The deterministic simulation harness (inspired by TigerBeetle’s approach) runs millions of simulated operations with injected failures. Each simulation is parameterized by a seed. When a bug is found, the seed reproduces the exact failure sequence.

This is impossible if the system has any direct sources of non-determinism.

The Rule

From the codebase:

“No module in Ripple may call Time_ns.now(), Random.int, or perform direct I/O. All such operations go through the EFFECT interface. Violations break deterministic replay and are considered bugs.”
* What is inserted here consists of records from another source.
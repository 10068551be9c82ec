use std::collections::VecDeque;

/// Lines received from the current log stream.
///
/// Holds at most `capacity` lines; once full, each new line evicts the oldest.
#[derive(Debug, Clone, PartialEq, Eq)]
pub struct LogBuffer {
    lines: VecDeque<String>,
    capacity: usize,
}

impl LogBuffer {
    /// Create an empty buffer. A capacity of zero is treated as one.
    pub fn new(capacity: usize) -> Self {
        let capacity = capacity.max(1);
        Self {
            lines: VecDeque::with_capacity(capacity.min(1024)),
            capacity,
        }
    }

    pub fn push(&mut self, line: String) {
        if self.lines.len() == self.capacity {
            self.lines.pop_front();
        }
        self.lines.push_back(line);
    }

    pub fn clear(&mut self) {
        self.lines.clear();
    }

    pub fn len(&self) -> usize {
        self.lines.len()
    }

    pub fn is_empty(&self) -> bool {
        self.lines.is_empty()
    }

    pub const fn capacity(&self) -> usize {
        self.capacity
    }

    /// Lines in arrival order, exactly as received.
    pub fn lines(&self) -> impl Iterator<Item = &str> {
        self.lines.iter().map(String::as_str)
    }

    /// Lines in arrival order without their line terminators, for display.
    pub fn display_lines(&self) -> impl Iterator<Item = &str> {
        self.lines().map(|line| line.trim_end_matches(['\n', '\r']))
    }
}

#[cfg(test)]
mod tests {
    use super::*;

    #[test]
    fn test_push_keeps_order() {
        let mut buffer = LogBuffer::new(10);
        buffer.push("starting\n".to_string());
        buffer.push("ready\n".to_string());

        assert_eq!(buffer.lines().collect::<Vec<_>>(), ["starting\n", "ready\n"]);
        assert_eq!(buffer.display_lines().collect::<Vec<_>>(), ["starting", "ready"]);
    }

    #[test]
    fn test_evicts_oldest_when_full() {
        let mut buffer = LogBuffer::new(2);
        for line in ["a", "b", "c"] {
            buffer.push(line.to_string());
        }

        assert_eq!(buffer.len(), 2);
        assert_eq!(buffer.lines().collect::<Vec<_>>(), ["b", "c"]);
    }

    #[test]
    fn test_zero_capacity_keeps_last_line() {
        let mut buffer = LogBuffer::new(0);
        buffer.push("a".to_string());
        buffer.push("b".to_string());

        assert_eq!(buffer.capacity(), 1);
        assert_eq!(buffer.lines().collect::<Vec<_>>(), ["b"]);
    }

    #[test]
    fn test_clear() {
        let mut buffer = LogBuffer::new(4);
        buffer.push("a".to_string());
        buffer.clear();
        assert!(buffer.is_empty());
    }
}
This rule is enforced by code review, not by the type system (OCaml does not have an effect system that prevents calling Time_ns.now). A future direction would be to use OCaml 5 effects to enforce this at the type level.

Extending the Interface

When adding new sources of non-determinism, extend the S signature:

module type S = sig
  val now : unit -> Time_ns.t
  val random_int : int -> int
  (* Future additions: *)
  (* val hostname : unit -> string *)
  (* val getpid : unit -> int *)
end

Both Live and Test must be updated. The Test implementation must return deterministic values controllable by the test harness.